International Affairs Events

April 26 – April 30

One of the greatest advantages of living in Washington, DC is having unparalleled access to high-quality events hosted by the nation’s leading public, private, and non-profit organizations. In today’s changed world, these organizations have pivoted to hosting high-quality virtual events, accessible to all.
 
The “Getting Downtown” newsletter is a curated list of events that might be of interest for international affairs-focused students and young professionals. Please, feel free to share this list of events with anyone that may be interested and subscribe here to continue getting weekly lists of events!

I encourage all of you to virtually attend these events and panel discussions as much as you can. These events are thought-provoking and also provide great opportunities to connect with senior and mid-level professionals.

All the best,
Dr. Paul R. Williams
Rebecca I. Grazier Professor of Law and International Relations
American University
www.drpaulrwilliams.com

Monday, April 26

The Policy and Advocacy Use of Multidimensional Poverty Measures

Time: 10 – 11:15 am EDT
Location: Hosted online George Washington University
Information: 
Multidimensional poverty measures are being used increasingly widely, and indeed included in the Sustainable Development Goals which require countries to reduce at least by half the proportion of men, women and children of all ages living in poverty in all its dimensions according to national definitions by 2030. Despite this increased prominence and adoption of multidimensional poverty measures both at the global and national level – including by UNICEF country offices, there have been few if any comprehensive assessments on the policy and programme use of multidimensional poverty measures.

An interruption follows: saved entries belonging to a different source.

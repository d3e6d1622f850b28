//! Agent roster
//!
//! The named participants of a counseling session and the composite system
//! prompt the counselor runs with.

use chia_config::AgentPrompts;
use chia_core::{AgentProfile, AgentRole};

/// All profiles of one session
#[derive(Debug, Clone)]
pub struct AgentRoster {
    profiles: Vec<AgentProfile>,
}

impl AgentRoster {
    pub fn from_prompts(prompts: &AgentPrompts) -> Self {
        Self {
            profiles: vec![
                AgentProfile::new(AgentRole::Patient, ""),
                AgentProfile::new(AgentRole::Counselor, &prompts.counselor),
                AgentProfile::new(AgentRole::FaqSuggester, &prompts.faq_suggester),
                AgentProfile::new(AgentRole::SearchSuggester, &prompts.search_suggester),
                AgentProfile::new(AgentRole::AssessmentSuggester, &prompts.assessment_suggester),
                AgentProfile::new(AgentRole::Manager, &prompts.manager),
            ],
        }
    }

    pub fn profiles(&self) -> &[AgentProfile] {
        &self.profiles
    }

    pub fn get(&self, role: AgentRole) -> Option<&AgentProfile> {
        self.profiles.iter().find(|p| p.role == role)
    }

    /// Agent name for a role
    pub fn name(&self, role: AgentRole) -> &str {
        self.get(role)
            .map(|p| p.name.as_str())
            .unwrap_or_else(|| role.default_name())
    }

    /// Suggester that proposes a given tool
    pub fn suggester_for(&self, tool: &str) -> AgentRole {
        match tool {
            "answer_question" => AgentRole::FaqSuggester,
            "search_provider" => AgentRole::SearchSuggester,
            "assess_hiv_risk" => AgentRole::AssessmentSuggester,
            _ => AgentRole::Manager,
        }
    }

    /// Manager routing rules, counselor persona, then one note per suggester
    pub fn system_prompt(&self) -> String {
        let mut prompt = String::new();

        if let Some(manager) = self.get(AgentRole::Manager) {
            prompt.push_str(&manager.system_message);
            prompt.push_str("\n\n");
        }
        if let Some(counselor) = self.get(AgentRole::Counselor) {
            prompt.push_str(&counselor.system_message);
        }

        let notes: Vec<String> = self
            .profiles
            .iter()
            .filter(|p| p.uses_llm && !p.executes_functions && p.role != AgentRole::Manager)
            .map(|p| format!("- {}: {}", p.name, p.system_message))
            .collect();
        if !notes.is_empty() {
            prompt.push_str("\n\nHelper roles:\n");
            prompt.push_str(&notes.join("\n"));
        }

        prompt
    }
}

impl Default for AgentRoster {
    fn default() -> Self {
        Self::from_prompts(&AgentPrompts::default())
    }
}
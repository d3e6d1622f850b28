//! Conversation log
//!
//! Ordered record of every `(sender, receiver, message)` turn in a session.
//! Each recorded turn is broadcast so transports can forward it live.

use parking_lot::{Mutex, RwLock};
use std::time::{Duration, Instant};
use tokio::sync::broadcast;

use chia_config::constants::messages;
use chia_core::ConversationTurn;

/// Conversation event
#[derive(Debug, Clone)]
pub enum ConversationEvent {
    /// Turn recorded
    Turn(ConversationTurn),
    /// Conversation ended
    Ended { reason: EndReason },
}

/// Reason for conversation end
#[derive(Debug, Clone, PartialEq, Eq)]
pub enum EndReason {
    /// Patient sent the exit phrase
    PatientExit,
    /// Counselor reply carried the termination sentinel
    Terminated,
    Timeout,
    Error(String),
}

impl EndReason {
    /// Short label used on the wire
    pub fn as_str(&self) -> &'static str {
        match self {
            EndReason::PatientExit => "patient_exit",
            EndReason::Terminated => "terminated",
            EndReason::Timeout => "timeout",
            EndReason::Error(_) => "error",
        }
    }
}

/// Conversation state
#[derive(Debug, Clone, Copy, PartialEq, Eq)]
pub enum ConversationState {
    Active,
    Ended,
}

/// Per-session turn log
pub struct ConversationLog {
    session_id: String,
    turns: RwLock<Vec<ConversationTurn>>,
    state: Mutex<ConversationState>,
    last_activity: Mutex<Instant>,
    event_tx: broadcast::Sender<ConversationEvent>,
}

impl ConversationLog {
    pub fn new(session_id: impl Into<String>) -> Self {
        let (event_tx, _) = broadcast::channel(100);
        Self {
            session_id: session_id.into(),
            turns: RwLock::new(Vec::new()),
            state: Mutex::new(ConversationState::Active),
            last_activity: Mutex::new(Instant::now()),
            event_tx,
        }
    }

    /// Subscribe to turn events
    pub fn subscribe(&self) -> broadcast::Receiver<ConversationEvent> {
        self.event_tx.subscribe()
    }

    pub fn session_id(&self) -> &str {
        &self.session_id
    }

    /// Append a turn and broadcast it
    pub fn record(
        &self,
        sender: &str,
        receiver: &str,
        message: impl Into<String>,
    ) -> ConversationTurn {
        let turn = ConversationTurn::new(sender, receiver, message);
        self.turns.write().push(turn.clone());
        *self.last_activity.lock() = Instant::now();

        tracing::trace!(
            session = %self.session_id,
            sender,
            receiver,
            "Turn recorded"
        );

        // No subscribers is fine
        let _ = self.event_tx.send(ConversationEvent::Turn(turn.clone()));
        turn
    }

    /// All turns in order
    pub fn history(&self) -> Vec<ConversationTurn> {
        self.turns.read().clone()
    }

    /// `"sender to receiver: message"` lines
    pub fn formatted_history(&self) -> Vec<String> {
        self.turns
            .read()
            .iter()
            .map(ConversationTurn::history_line)
            .collect()
    }

    /// Message of the last turn
    pub fn latest_response(&self) -> String {
        self.turns
            .read()
            .last()
            .map(|t| t.message.clone())
            .unwrap_or_else(|| messages::NO_MESSAGES.to_string())
    }

    pub fn len(&self) -> usize {
        self.turns.read().len()
    }

    pub fn is_empty(&self) -> bool {
        self.turns.read().is_empty()
    }

    pub fn state(&self) -> ConversationState {
        *self.state.lock()
    }

    pub fn is_active(&self) -> bool {
        self.state() == ConversationState::Active
    }

    /// Time since the last recorded turn
    pub fn idle_time(&self) -> Duration {
        self.last_activity.lock().elapsed()
    }

    /// Mark ended; only the first call broadcasts
    pub fn end(&self, reason: EndReason) {
        {
            let mut state = self.state.lock();
            if *state == ConversationState::Ended {
                return;
            }
            *state = ConversationState::Ended;
        }
        tracing::info!(session = %self.session_id, reason = ?reason, "Conversation ended");
        let _ = self.event_tx.send(ConversationEvent::Ended { reason });
    }
}
//! OpenAI-compatible embeddings client

use reqwest::Client;
use serde::{Deserialize, Serialize};

use chia_config::LlmConfig;

use crate::backend::{post_json, with_retry, OpenAIConfig};
use crate::LlmError;

/// Embeddings client for `/embeddings`
///
/// Shares endpoint, credentials and retry policy with the chat backend.
pub struct OpenAIEmbeddings {
    config: OpenAIConfig,
    client: Client,
    batch_size: usize,
}

impl OpenAIEmbeddings {
    /// Create a client; `config.model` is the embedding model
    pub fn new(config: OpenAIConfig, batch_size: usize) -> Result<Self, LlmError> {
        config.validate()?;

        let client = Client::builder()
            .timeout(config.timeout)
            .build()
            .map_err(|e| LlmError::Network(e.to_string()))?;

        Ok(Self {
            config,
            client,
            batch_size: batch_size.max(1),
        })
    }

    /// Build from LLM settings, swapping in the embedding model
    pub fn from_settings(settings: &LlmConfig, batch_size: usize) -> Result<Self, LlmError> {
        let mut config = OpenAIConfig::from(settings);
        config.model = settings.embedding_model.clone();
        Self::new(config, batch_size)
    }

    /// Embedding model name
    pub fn model(&self) -> &str {
        &self.config.model
    }

    fn embeddings_url(&self) -> String {
        self.config.url_for("embeddings")
    }

    /// Embed texts, batching requests; output order matches input
    pub async fn embed(&self, texts: &[String]) -> Result<Vec<Vec<f32>>, LlmError> {
        let mut vectors = Vec::with_capacity(texts.len());
        let url = self.embeddings_url();

        for batch in texts.chunks(self.batch_size) {
            let body = EmbeddingRequest {
                model: &self.config.model,
                input: batch,
            };

            let response: EmbeddingResponse = with_retry(
                self.config.max_retries,
                self.config.initial_backoff,
                || post_json(&self.client, &self.config, &url, &body),
            )
            .await?;

            vectors.extend(order_embeddings(response, batch.len())?);
        }

        tracing::debug!(
            model = %self.config.model,
            count = vectors.len(),
            "Embedded texts"
        );

        Ok(vectors)
    }

    /// Embed a single text
    pub async fn embed_one(&self, text: &str) -> Result<Vec<f32>, LlmError> {
        self.embed(&[text.to_string()])
            .await?
            .pop()
            .ok_or_else(|| LlmError::InvalidResponse("Empty embedding response".to_string()))
    }
}

/// Sort by `index` and check the count
fn order_embeddings(
    mut response: EmbeddingResponse,
    expected: usize,
) -> Result<Vec<Vec<f32>>, LlmError> {
    if response.data.len() != expected {
        return Err(LlmError::InvalidResponse(format!(
            "Expected {} embeddings, got {}",
            expected,
            response.data.len()
        )));
    }
    response.data.sort_by_key(|d| d.index);
    Ok(response.data.into_iter().map(|d| d.embedding).collect())
}

#[derive(Debug, Serialize)]
struct EmbeddingRequest<'a> {
    model: &'a str,
    input: &'a [String],
}

#[derive(Debug, Deserialize)]
struct EmbeddingResponse {
    data: Vec<EmbeddingData>,
}

#[derive(Debug, Deserialize)]
struct EmbeddingData {
    index: usize,
    embedding: Vec<f32>,
}
//! Interactive answer channels

use crate::Result;
use async_trait::async_trait;

/// Bidirectional line channel to the patient
///
/// Used by the risk assessment to ask one question at a time. Implementations
/// exist for the terminal, WebSocket connections, and detached (HTTP-only)
/// sessions where asking always fails.
#[async_trait]
pub trait AnswerChannel: Send + Sync {
    /// Send `prompt` and wait for the next reply
    async fn ask(&self, prompt: &str) -> Result<String>;

    /// Send a line that needs no reply
    async fn notify(&self, text: &str) -> Result<()>;

    /// Channel name for logging
    fn name(&self) -> &str;
}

The talk, and the paper behind it, aims to address this knowledge gap to understand how in practice multidimensional poverty measures – with a focus on child poverty – have been used to guide policy makers and practitioners towards poverty reduction. Accordingly, rather than focus on possible or conceptual pathways of impact, the work intends to review real world examples of how measures have been used to better understand their potential and their limits.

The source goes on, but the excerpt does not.